Step by step solution

01

Calculate the Dot Product

To find scalar and vector projections, first calculate the dot product of the vectors \( \mathbf{a} = \langle -2, 3, -6 \rangle \) and \( \mathbf{b} = \langle 5, -1, 4 \rangle \). The dot product is given by: \( \mathbf{a} \cdot \mathbf{b} = (-2)(5) + (3)(-1) + (-6)(4) = -10 - 3 - 24 = -37 \).
02

Calculate the Magnitude of Vector a

The magnitude of \( \mathbf{a} \) is needed for both projections.

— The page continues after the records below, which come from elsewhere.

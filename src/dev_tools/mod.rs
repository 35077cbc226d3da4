//! Development tools — only included with the `dev` feature.
//!
//! Debug keybindings go here; the world inspector is added by the
//! binary so the library never depends on a window.

use bevy::prelude::*;

use crate::donation::jar::TipJar;
use crate::donation::{ActiveJar, DonationOverlay};
use crate::{GameSet, GameState};

pub fn plugin(app: &mut App) {
    app.add_systems(
        Update,
        debug_open_first_jar
            .in_set(GameSet::Input)
            .run_if(in_state(GameState::Playing)),
    );
}

/// `T` opens the overlay for the first jar without needing a precise
/// click on its collider.
fn debug_open_first_jar(
    keyboard: Res<ButtonInput<KeyCode>>,
    jars: Query<Entity, With<TipJar>>,
    mut active: ResMut<ActiveJar>,
    mut next_overlay: ResMut<NextState<DonationOverlay>>,
) {
    if !keyboard.just_pressed(KeyCode::KeyT) {
        return;
    }

    let Some(jar) = jars.iter().next() else {
        return;
    };

    info!("debug: opening donation overlay for jar {jar}");
    active.0 = Some(jar);
    next_overlay.set(DonationOverlay::Open);
}
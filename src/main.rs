//! Tip Jar entry point.

use bevy::prelude::*;
use tip_jar::donation::{DonationBoxConfig, DonationPlugin};

fn main() {
    let mut app = App::new();

    app.add_plugins(
        DefaultPlugins
            .set(WindowPlugin {
                primary_window: Some(Window {
                    title: "Tip Jar".to_string(),
                    resolution: (1280, 720).into(),
                    resizable: true,
                    ..default()
                }),
                ..default()
            })
            .set(ImagePlugin::default_nearest()),
    );

    app.add_plugins((
        tip_jar::plugin,
        // Scene content is plain data handed to the plugin; swap the
        // address for the performer's real wallet before deploying.
        DonationPlugin::new(vec![DonationBoxConfig {
            position: Vec2::new(260.0, -120.0),
            scale: Vec2::splat(1.0),
            rotation: 0.0,
            address: "0x000000000000000000000000000000000000dEaD".to_string(),
            default_amount: 10.0,
        }]),
    ));

    #[cfg(feature = "dev")]
    app.add_plugins(bevy_inspector_egui::quick::WorldInspectorPlugin::new());

    app.run();
}
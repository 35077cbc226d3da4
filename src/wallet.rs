//! Wallet seam for outgoing MANA transfers.
//!
//! The donation flow only ever talks to the [`Wallet`] resource, so scenes
//! and tests can swap the provider without touching the UI systems. The
//! default [`DryRunWallet`] acknowledges transfers without reaching a chain.

use std::sync::Arc;
use std::sync::atomic::{AtomicU64, Ordering};

use bevy::prelude::*;
use thiserror::Error;

/// Acknowledgement returned by a completed transfer.
#[derive(Debug, Clone, PartialEq, Eq)]
pub struct TransferReceipt {
    /// Provider-assigned transaction identifier.
    pub tx_id: String,
}

/// Why a transfer did not go through.
#[derive(Debug, Error)]
pub enum WalletError {
    /// The provider refused the transfer (malformed address, insufficient
    /// funds, or the user declined to sign).
    #[error("transfer rejected: {0}")]
    Rejected(String),
    /// No provider is reachable.
    #[error("wallet provider unavailable")]
    Unavailable,
}

/// Provider backing for outgoing transfers.
///
/// `send` runs on a background task and may block until the provider
/// acknowledges or rejects, hence the `Send + Sync` bound.
pub trait WalletTransfer: Send + Sync + 'static {
    fn send(&self, address: &str, amount: f64) -> Result<TransferReceipt, WalletError>;
}

/// Shared handle to the active wallet provider.
///
/// Insert before [`plugin`] runs to use a custom provider; otherwise a
/// [`DryRunWallet`] is installed.
#[derive(Resource, Clone)]
pub struct Wallet(Arc<dyn WalletTransfer>);

impl Wallet {
    pub fn new(provider: impl WalletTransfer) -> Self {
        Self(Arc::new(provider))
    }

    pub fn send(&self, address: &str, amount: f64) -> Result<TransferReceipt, WalletError> {
        self.0.send(address, amount)
    }
}

/// Default provider: acknowledges every transfer with a sequential
/// receipt and never touches a chain.
#[derive(Debug, Default)]
pub struct DryRunWallet {
    sequence: AtomicU64,
}

impl WalletTransfer for DryRunWallet {
    fn send(&self, _address: &str, _amount: f64) -> Result<TransferReceipt, WalletError> {
        let seq = self.sequence.fetch_add(1, Ordering::Relaxed);
        Ok(TransferReceipt {
            tx_id: format!("dry-run-{seq}"),
        })
    }
}

pub fn plugin(app: &mut App) {
    if !app.world().contains_resource::<Wallet>() {
        app.insert_resource(Wallet::new(DryRunWallet::default()));
    }
}
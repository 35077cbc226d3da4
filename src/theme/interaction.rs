//! Button hover/press visual feedback.

use bevy::picking::hover::Hovered;
use bevy::prelude::*;
use bevy::ui::Pressed;

/// Defines tints for none/hovered/pressed button states.
/// Add alongside `Button` and `ImageNode` on clickable sprite buttons.
#[derive(Component, Debug, Reflect)]
#[reflect(Component)]
#[require(Hovered)]
pub struct InteractionTint {
    pub none: Color,
    pub hovered: Color,
    pub pressed: Color,
}

fn apply_interaction_tint(
    mut tint_query: Query<
        (Has<Pressed>, &Hovered, &InteractionTint, &mut ImageNode),
        Changed<Interaction>,
    >,
) {
    for (pressed, Hovered(hovered), tint, mut image) in &mut tint_query {
        image.color = match (pressed, hovered) {
            (true, _) => tint.pressed,
            (false, true) => tint.hovered,
            (false, false) => tint.none,
        };
    }
}

pub fn plugin(app: &mut App) {
    app.register_type::<InteractionTint>();
    app.add_systems(Update, apply_interaction_tint);
}
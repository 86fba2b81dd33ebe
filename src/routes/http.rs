//! HTTP endpoint handlers. These are thin wrappers that forward to core logic.
//! Round endpoints always answer 200; the origin is logged, never returned.

use std::sync::Arc;
use axum::{extract::{Query, State}, response::IntoResponse, Json};
use tracing::{info, instrument};

use crate::logic::*;
use crate::protocol::*;
use crate::state::AppState;

#[instrument(level = "info", skip(state))]
pub async fn http_health(State(state): State<Arc<AppState>>) -> impl IntoResponse {
  Json(HealthOut { ok: true, ai: state.ai_enabled() })
}

#[instrument(level = "info", skip(state))]
pub async fn http_create_session(State(state): State<Arc<AppState>>) -> impl IntoResponse {
  let session_id = state.sessions.create().await;
  info!(target: "round", %session_id, "Session created");
  Json(SessionOut { session_id })
}

#[instrument(level = "info", skip(state))]
pub async fn http_word_match(State(state): State<Arc<AppState>>) -> impl IntoResponse {
  let (round, origin) = word_match_round(&state).await;
  info!(target: "round", kind = "word-match", %origin, "HTTP round served");
  Json(round)
}

#[instrument(level = "info", skip(state))]
pub async fn http_trivia(State(state): State<Arc<AppState>>) -> impl IntoResponse {
  let (round, origin) = trivia_round(&state).await;
  info!(target: "round", kind = "trivia", prompt_word = %round.prompt_word, %origin, "HTTP round served");
  Json(round)
}

#[instrument(level = "info", skip(state))]
pub async fn http_sentence_fill(State(state): State<Arc<AppState>>) -> impl IntoResponse {
  let (round, origin) = sentence_fill_round(&state).await;
  info!(target: "round", kind = "sentence-fill", %origin, "HTTP round served");
  Json(round)
}

#[instrument(level = "info", skip(state), fields(has_session = q.session.is_some()))]
pub async fn http_photo_word(
  State(state): State<Arc<AppState>>,
  Query(q): Query<PhotoWordQuery>,
) -> impl IntoResponse {
  let (round, origin) = photo_word_round(&state, q.session.as_deref()).await;
  info!(target: "round", kind = "photo-word", word = %round.target_word, %origin, "HTTP round served");
  Json(round)
}
//! LinguaLoop · Ellie Says round-generation backend
//!
//! - Axum HTTP API serving one game round per request
//! - Optional OpenAI integration (via environment variables); falls back to
//!   the bundled content bank whenever the model path fails
//! - Static SPA fallback (./static/index.html)
//!
//! Important env variables:
//!   PORT                : u16 (default 3000)
//!   OPENAI_API_KEY      : enables OpenAI integration if present
//!   OPENAI_BASE_URL     : default "https://api.openai.com/v1"
//!   OPENAI_FAST_MODEL   : default "gpt-4o-mini"
//!   OPENAI_IMAGE_MODEL  : default "dall-e-3"
//!   OPENAI_TIMEOUT_SECS : default 20
//!   AGENT_CONFIG_PATH   : path to TOML config (prompts + extra bank entries)
//!   STATIC_DIR          : front-end directory, default "./static"
//!   LOG_LEVEL           : tracing filter, e.g. "debug" or full directives
//!   LOG_FORMAT          : "pretty" (default) or "json"

mod telemetry;
mod util;
mod error;
mod domain;
mod hebrew;
mod config;
mod bank;
mod validate;
mod fallback;
mod puzzle;
mod session;
mod state;
mod protocol;
mod logic;
mod openai;
mod routes;

use std::{net::SocketAddr, sync::Arc};
use tokio::net::TcpListener;
use tracing::{error, info};

use crate::routes::build_router;
use crate::state::AppState;

#[tokio::main]
async fn main() -> Result<(), Box<dyn std::error::Error>> {
  telemetry::init_tracing();

  // Bank/config problems are fatal here, before we accept any traffic.
  let state = match AppState::new() {
    Ok(s) => Arc::new(s),
    Err(e) => {
      error!(target: "lingualoop_backend", error = %e, "Startup failed");
      return Err(e.into());
    }
  };

  let app = build_router(state.clone());

  // Read port from env or default to 3000.
  let addr: SocketAddr = std::env::var("PORT")
    .ok()
    .and_then(|p| p.parse::<u16>().ok())
    .map(|port| SocketAddr::from(([0, 0, 0, 0], port)))
    .unwrap_or_else(|| SocketAddr::from(([0, 0, 0, 0], 3000)));

  let listener = TcpListener::bind(addr).await?;
  info!(target: "lingualoop_backend", %addr, ai = state.ai_enabled(), "HTTP server listening");
  axum::serve(listener, app)
    .with_graceful_shutdown(shutdown_signal())
    .await?;
  Ok(())
}

async fn shutdown_signal() {
  if let Err(e) = tokio::signal::ctrl_c().await {
    error!(target: "lingualoop_backend", error = %e, "Failed to listen for shutdown signal");
    return;
  }
  info!(target: "lingualoop_backend", "Shutdown signal received");
}
//! Error taxonomy for round generation.
//!
//! Upstream, parse and validation failures are absorbed by the orchestrator
//! (they trigger the static fallback). Only `Configuration` is fatal, and only
//! at startup.

#[derive(Debug, thiserror::Error)]
pub enum RoundError {
  /// Network failure, timeout, non-success status, or no usable candidate.
  #[error("Upstream error: {0}")]
  Upstream(String),

  /// Well-formed JSON that violates the kind's schema.
  #[error("Validation error: {0}")]
  Validation(String),

  /// Model text that is not valid JSON.
  #[error("Parse error: {0}")]
  Parse(String),

  /// Missing/empty/malformed content bank or agent config.
  #[error("Configuration error: {0}")]
  Configuration(String),
}

impl RoundError {
  pub fn upstream(message: impl ToString) -> Self {
    Self::Upstream(message.to_string())
  }

  pub fn validation(message: impl ToString) -> Self {
    Self::Validation(message.to_string())
  }

  pub fn config(message: impl ToString) -> Self {
    Self::Configuration(message.to_string())
  }

  /// Short label used as a structured log field.
  pub fn label(&self) -> &'static str {
    match self {
      Self::Upstream(_) => "upstream",
      Self::Validation(_) => "validation",
      Self::Parse(_) => "parse",
      Self::Configuration(_) => "configuration",
    }
  }
}

impl From<serde_json::Error> for RoundError {
  fn from(e: serde_json::Error) -> Self {
    Self::Parse(e.to_string())
  }
}

#[cfg(test)]
mod tests {
  use super::*;

  #[test]
  fn labels_match_variants() {
    assert_eq!(RoundError::upstream("x").label(), "upstream");
    assert_eq!(RoundError::validation("x").label(), "validation");
    assert_eq!(RoundError::config("x").label(), "configuration");
    let parse: RoundError = serde_json::from_str::<serde_json::Value>("{").unwrap_err().into();
    assert_eq!(parse.label(), "parse");
  }

  #[test]
  fn display_includes_message() {
    let e = RoundError::upstream("OpenAI HTTP 500");
    assert_eq!(e.to_string(), "Upstream error: OpenAI HTTP 500");
  }
}
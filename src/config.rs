//! Loading agent configuration (prompts + optional extra bank entries) from TOML.
//!
//! Example `AGENT_CONFIG_PATH` file:
//!
//! ```toml
//! [prompts]
//! trivia_user_template = "Make a trivia question for a 6 year old..."
//!
//! [[photo_words]]
//! word = "צב"
//! english = "turtle"
//! emoji = "🐢"
//! ```

use serde::Deserialize;
use tracing::info;

use crate::domain::{PhotoWord, SentenceFillRound, TriviaRound, WordPair};
use crate::error::RoundError;

#[derive(Clone, Debug, Deserialize, Default)]
pub struct AgentConfig {
  #[serde(default)]
  pub prompts: Prompts,
  #[serde(default)]
  pub word_pairs: Vec<WordPair>,
  #[serde(default)]
  pub trivia: Vec<TriviaRound>,
  #[serde(default)]
  pub sentences: Vec<SentenceFillRound>,
  #[serde(default)]
  pub photo_words: Vec<PhotoWord>,
}

/// Prompts sent to the model. Templates use `{key}` placeholders; the exact
/// field names and counts live here because the model is not bound to a schema.
#[derive(Clone, Debug, Deserialize)]
#[serde(default)]
pub struct Prompts {
  pub word_match_system: String,
  pub word_match_user_template: String,
  pub trivia_system: String,
  pub trivia_user_template: String,
  pub sentence_system: String,
  pub sentence_user_template: String,
  pub image_prompt_template: String,
}

impl Default for Prompts {
  fn default() -> Self {
    Self {
      word_match_system: "You create Hebrew vocabulary games for young children. Respond ONLY with strict JSON, no prose, no code fences.".into(),
      word_match_user_template: "Pick {count} different simple Hebrew nouns a 5-8 year old knows. Return a JSON array of exactly {count} objects with fields \"sourceWord\" (the Hebrew word, no niqqud) and \"targetWord\" (its English translation). Every sourceWord must be different.".into(),
      trivia_system: "You create Hebrew vocabulary trivia for young children. Respond ONLY with strict JSON, no prose, no code fences.".into(),
      trivia_user_template: "Pick one simple Hebrew noun. Return a JSON object with fields: \"promptWord\" (the Hebrew word), \"options\" (array of exactly {count} different English words, one of which is the translation), \"correctIndex\" (integer 0-{max_index}, the position of the translation in options), \"clueSentence\" (a short Hebrew sentence using the word), \"clueEmoji\" (one emoji for the word).".into(),
      sentence_system: "You create Hebrew fill-in-the-blank sentences for young children. Respond ONLY with strict JSON, no prose, no code fences.".into(),
      sentence_user_template: "Write one short, simple Hebrew sentence and replace exactly {count} words with the blank marker {blank}. Return a JSON object with fields: \"template\" (the sentence containing exactly {count} occurrences of {blank}), \"missingWords\" (array of exactly {count} Hebrew words filling the blanks in reading order), \"distractors\" (array of 3 or 4 Hebrew words that do not fit any blank).".into(),
      image_prompt_template: "A bright, friendly cartoon illustration of a single {english} on a plain white background, for a children's picture book. No text or letters.".into(),
    }
  }
}

/// Load `AgentConfig` from AGENT_CONFIG_PATH.
///
/// Unset variable: `Ok(None)`. A path that cannot be read or parsed is a
/// configuration error, surfaced at startup.
pub fn load_agent_config_from_env() -> Result<Option<AgentConfig>, RoundError> {
  let Ok(path) = std::env::var("AGENT_CONFIG_PATH") else {
    return Ok(None);
  };
  load_agent_config(&path).map(Some)
}

pub fn load_agent_config(path: &str) -> Result<AgentConfig, RoundError> {
  let s = std::fs::read_to_string(path)
    .map_err(|e| RoundError::config(format!("failed to read {path}: {e}")))?;
  let cfg = parse_agent_config(&s).map_err(|e| RoundError::config(format!("failed to parse {path}: {e}")))?;
  info!(
    target: "lingualoop_backend",
    %path,
    word_pairs = cfg.word_pairs.len(),
    trivia = cfg.trivia.len(),
    sentences = cfg.sentences.len(),
    photo_words = cfg.photo_words.len(),
    "Loaded agent config (TOML)"
  );
  Ok(cfg)
}

pub fn parse_agent_config(s: &str) -> Result<AgentConfig, toml::de::Error> {
  toml::from_str::<AgentConfig>(s)
}

#[cfg(test)]
mod tests {
  use super::*;

  #[test]
  fn empty_toml_yields_defaults() {
    let cfg = parse_agent_config("").unwrap();
    assert!(cfg.word_pairs.is_empty());
    assert!(cfg.prompts.trivia_user_template.contains("correctIndex"));
  }

  #[test]
  fn partial_prompt_override_keeps_other_defaults() {
    let cfg = parse_agent_config("[prompts]\ntrivia_system = \"custom\"\n").unwrap();
    assert_eq!(cfg.prompts.trivia_system, "custom");
    assert_eq!(cfg.prompts.sentence_system, Prompts::default().sentence_system);
  }

  #[test]
  fn parses_extra_bank_entries() {
    let toml = r#"
[[word_pairs]]
sourceWord = "צב"
targetWord = "turtle"

[[trivia]]
promptWord = "צב"
options = ["turtle", "frog", "snake", "duck"]
correctIndex = 0

[[photo_words]]
word = "צב"
english = "turtle"
emoji = "🐢"
"#;
    let cfg = parse_agent_config(toml).unwrap();
    assert_eq!(cfg.word_pairs[0].target_word, "turtle");
    assert_eq!(cfg.trivia[0].clue_emoji, "");
    assert_eq!(cfg.photo_words[0].emoji, "🐢");
  }

  #[test]
  fn unreadable_path_is_configuration_error() {
    let err = load_agent_config("/definitely/not/here.toml").unwrap_err();
    assert!(matches!(err, RoundError::Configuration(_)));
  }
}
//! Minimal OpenAI client for round generation.
//!
//! Two calls only: chat.completions returning the raw text of the first
//! choice, and images.generations returning an image reference. Neither call
//! retries; the orchestrator falls back instead.
//!
//! Calls are instrumented and log model names, latencies, and response sizes (not contents).
//! NOTE: We never log the API key.

use std::time::{Duration, Instant};

use async_trait::async_trait;
use base64::{engine::general_purpose::STANDARD, Engine as _};
use reqwest::header::{AUTHORIZATION, CONTENT_TYPE, USER_AGENT};
use serde::{Deserialize, Serialize};
use tracing::{info, instrument};

use crate::error::RoundError;

const CLIENT_UA: &str = "lingualoop-backend/0.1";

/// Issues one content-generation request and returns the raw candidate text.
#[cfg_attr(test, mockall::automock)]
#[async_trait]
pub trait RoundRequester: Send + Sync {
  async fn request_round(&self, system: &str, instruction: &str) -> Result<String, RoundError>;
}

/// Generates one picture and returns a reference to it (URL or data URI).
#[cfg_attr(test, mockall::automock)]
#[async_trait]
pub trait ImageGenerator: Send + Sync {
  async fn generate_image(&self, prompt: &str) -> Result<String, RoundError>;
}

#[derive(Clone)]
pub struct OpenAI {
  pub client: reqwest::Client,
  pub api_key: String,
  pub base_url: String,
  pub fast_model: String,
  pub image_model: String,
}

impl OpenAI {
  /// Construct the client if we find OPENAI_API_KEY; otherwise return None.
  pub fn from_env() -> Option<Self> {
    let api_key = std::env::var("OPENAI_API_KEY").ok().filter(|k| !k.trim().is_empty())?;
    let base_url =
      std::env::var("OPENAI_BASE_URL").unwrap_or_else(|_| "https://api.openai.com/v1".into());
    let fast_model =
      std::env::var("OPENAI_FAST_MODEL").unwrap_or_else(|_| "gpt-4o-mini".into());
    let image_model =
      std::env::var("OPENAI_IMAGE_MODEL").unwrap_or_else(|_| "dall-e-3".into());
    let timeout_secs = std::env::var("OPENAI_TIMEOUT_SECS")
      .ok()
      .and_then(|s| s.parse::<u64>().ok())
      .unwrap_or(20);

    let client = reqwest::Client::builder()
      .timeout(Duration::from_secs(timeout_secs))
      .build()
      .ok()?;

    Some(Self { client, api_key, base_url, fast_model, image_model })
  }

  async fn post_json<B: Serialize + ?Sized>(&self, path: &str, body: &B) -> Result<reqwest::Response, RoundError> {
    let url = format!("{}{}", self.base_url.trim_end_matches('/'), path);
    let res = self.client.post(&url)
      .header(USER_AGENT, CLIENT_UA)
      .header(CONTENT_TYPE, "application/json")
      .header(AUTHORIZATION, format!("Bearer {}", self.api_key))
      .json(body).send().await.map_err(|e| RoundError::upstream(e))?;

    if !res.status().is_success() {
      let status = res.status();
      let body = res.text().await.unwrap_or_default();
      let msg = extract_openai_error(&body).unwrap_or(body);
      return Err(RoundError::upstream(format!("OpenAI HTTP {}: {}", status, msg)));
    }
    Ok(res)
  }
}

#[async_trait]
impl RoundRequester for OpenAI {
  /// Plain-text chat completion; the caller parses the text.
  #[instrument(level = "info", skip(self, system, instruction), fields(model = %self.fast_model, instr_len = instruction.len()))]
  async fn request_round(&self, system: &str, instruction: &str) -> Result<String, RoundError> {
    let req = ChatCompletionRequest {
      model: self.fast_model.clone(),
      messages: vec![
        ChatMessageReq { role: "system".into(), content: system.into() },
        ChatMessageReq { role: "user".into(), content: instruction.into() },
      ],
      temperature: 0.9,
    };

    let start = Instant::now();
    let res = self.post_json("/chat/completions", &req).await?;
    let body: ChatCompletionResponse = res.json().await.map_err(|e| RoundError::upstream(e))?;
    if let Some(usage) = &body.usage {
      info!(prompt_tokens = ?usage.prompt_tokens, completion_tokens = ?usage.completion_tokens, total_tokens = ?usage.total_tokens, "OpenAI usage");
    }

    let text = body.choices.into_iter().next()
      .and_then(|c| c.message.content)
      .map(|t| t.trim().to_string())
      .filter(|t| !t.is_empty())
      .ok_or_else(|| RoundError::upstream("OpenAI returned no candidates"))?;

    info!(elapsed = ?start.elapsed(), response_len = text.len(), "Model response received");
    Ok(text)
  }
}

#[async_trait]
impl ImageGenerator for OpenAI {
  #[instrument(level = "info", skip(self, prompt), fields(model = %self.image_model, prompt_len = prompt.len()))]
  async fn generate_image(&self, prompt: &str) -> Result<String, RoundError> {
    let req = ImageGenerationRequest {
      model: self.image_model.clone(),
      prompt: prompt.to_string(),
      n: 1,
      size: "1024x1024".into(),
      response_format: "b64_json".into(),
    };

    let start = Instant::now();
    let res = self.post_json("/images/generations", &req).await?;
    let body: ImageGenerationResponse = res.json().await.map_err(|e| RoundError::upstream(e))?;
    let first = body.data.into_iter().next()
      .ok_or_else(|| RoundError::upstream("OpenAI returned no images"))?;

    let reference = image_reference(first)?;
    info!(elapsed = ?start.elapsed(), reference_len = reference.len(), "Image generated");
    Ok(reference)
  }
}

/// Prefer inline base64 (wrapped as a data URI, after checking it decodes),
/// then a hosted URL.
fn image_reference(img: ImageData) -> Result<String, RoundError> {
  if let Some(b64) = img.b64_json.filter(|s| !s.is_empty()) {
    let bytes = STANDARD
      .decode(b64.as_bytes())
      .map_err(|e| RoundError::upstream(format!("image payload is not base64: {e}")))?;
    if bytes.is_empty() {
      return Err(RoundError::upstream("image payload is empty"));
    }
    return Ok(format!("data:image/png;base64,{}", b64));
  }
  img.url
    .filter(|u| !u.is_empty())
    .ok_or_else(|| RoundError::upstream("image response had neither b64_json nor url"))
}

// --- DTOs ---

#[derive(Serialize)]
struct ChatCompletionRequest {
  model: String,
  messages: Vec<ChatMessageReq>,
  temperature: f32,
}
#[derive(Serialize)]
struct ChatMessageReq { role: String, content: String }

#[derive(Deserialize)]
struct ChatCompletionResponse {
  #[serde(default)] choices: Vec<ChatChoice>,
  #[serde(default)] usage: Option<Usage>,
}
#[derive(Deserialize)]
struct ChatChoice { message: ChatMessageResp }
#[derive(Deserialize)]
struct ChatMessageResp { content: Option<String> }
#[derive(Deserialize)]
struct Usage {
  #[serde(default)] prompt_tokens: Option<u32>,
  #[serde(default)] completion_tokens: Option<u32>,
  #[serde(default)] total_tokens: Option<u32>,
}

#[derive(Serialize)]
struct ImageGenerationRequest {
  model: String,
  prompt: String,
  n: u32,
  size: String,
  response_format: String,
}
#[derive(Deserialize)]
struct ImageGenerationResponse {
  #[serde(default)] data: Vec<ImageData>,
}
#[derive(Deserialize)]
struct ImageData {
  #[serde(default)] b64_json: Option<String>,
  #[serde(default)] url: Option<String>,
}

/// Try to extract a clean error message from OpenAI error body.
fn extract_openai_error(body: &str) -> Option<String> {
  #[derive(Deserialize)]
  struct EWrap { error: EObj }
  #[derive(Deserialize)]
  struct EObj { message: String }
  match serde_json::from_str::<EWrap>(body) {
    Ok(w) => Some(w.error.message),
    Err(_) => None,
  }
}

#[cfg(test)]
mod tests {
  use super::*;

  #[test]
  fn extracts_error_message() {
    let body = r#"{"error":{"message":"Incorrect API key provided","type":"invalid_request_error"}}"#;
    assert_eq!(extract_openai_error(body).as_deref(), Some("Incorrect API key provided"));
    assert_eq!(extract_openai_error("<html>502</html>"), None);
  }

  #[test]
  fn image_reference_prefers_base64() {
    let img = ImageData { b64_json: Some("iVBORw0KGgo=".into()), url: Some("https://x/y.png".into()) };
    assert_eq!(image_reference(img).unwrap(), "data:image/png;base64,iVBORw0KGgo=");

    let img = ImageData { b64_json: None, url: Some("https://x/y.png".into()) };
    assert_eq!(image_reference(img).unwrap(), "https://x/y.png");
  }

  #[test]
  fn image_reference_rejects_garbage() {
    let img = ImageData { b64_json: Some("not base64 at all!".into()), url: None };
    assert!(matches!(image_reference(img), Err(RoundError::Upstream(_))));

    let img = ImageData { b64_json: None, url: None };
    assert!(image_reference(img).is_err());
  }

  #[test]
  fn chat_response_without_choices_parses() {
    let body: ChatCompletionResponse = serde_json::from_str(r#"{"choices":[]}"#).unwrap();
    assert!(body.choices.is_empty());
  }
}
//! Public HTTP DTOs that are not round payloads themselves (serde ready).
//! Round payloads are serialized straight from `domain`.

use serde::{Deserialize, Serialize};

#[derive(Debug, Deserialize, Default)]
pub struct PhotoWordQuery {
  /// Session id from `POST /sessions`; absent means the shared cursor.
  pub session: Option<String>,
}

#[derive(Debug, Serialize)]
pub struct SessionOut {
  #[serde(rename = "sessionId")]
  pub session_id: String,
}

#[derive(Debug, Serialize)]
pub struct HealthOut {
  pub ok: bool,
  pub ai: bool,
}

Compute it using the formula \( \|\mathbf{a}\| = \sqrt{(-2)^2 + 3^2 + (-6)^2} = \sqrt{4 + 9 + 36} = \sqrt{49} = 7 \).
03

Find the Scalar Projection of b onto a

The scalar projection (or component) of \( \mathbf{b} \) onto \( \mathbf{a} \) is given by \( \mathrm{comp}_{\mathbf{a}} \mathbf{b} = \frac{\mathbf{a} \cdot \mathbf{b}}{\|\mathbf{a}\|} = \frac{-37}{7} = -\frac{37}{7} \).
04

Find the Vector Projection of b onto a

The vector projection of \( \mathbf{b} \) onto \( \mathbf{a} \) is given by: \( \mathrm{proj}_{\mathbf{a}} \mathbf{b} = \frac{\mathbf{a} \cdot \mathbf{b}}{\|\mathbf{a}\|^2} \mathbf{a} \). Compute: \( \frac{-37}{49} \times \langle -2, 3, -6 \rangle = \langle \frac{74}{49}, -\frac{111}{49}, \frac{222}{49} \rangle \).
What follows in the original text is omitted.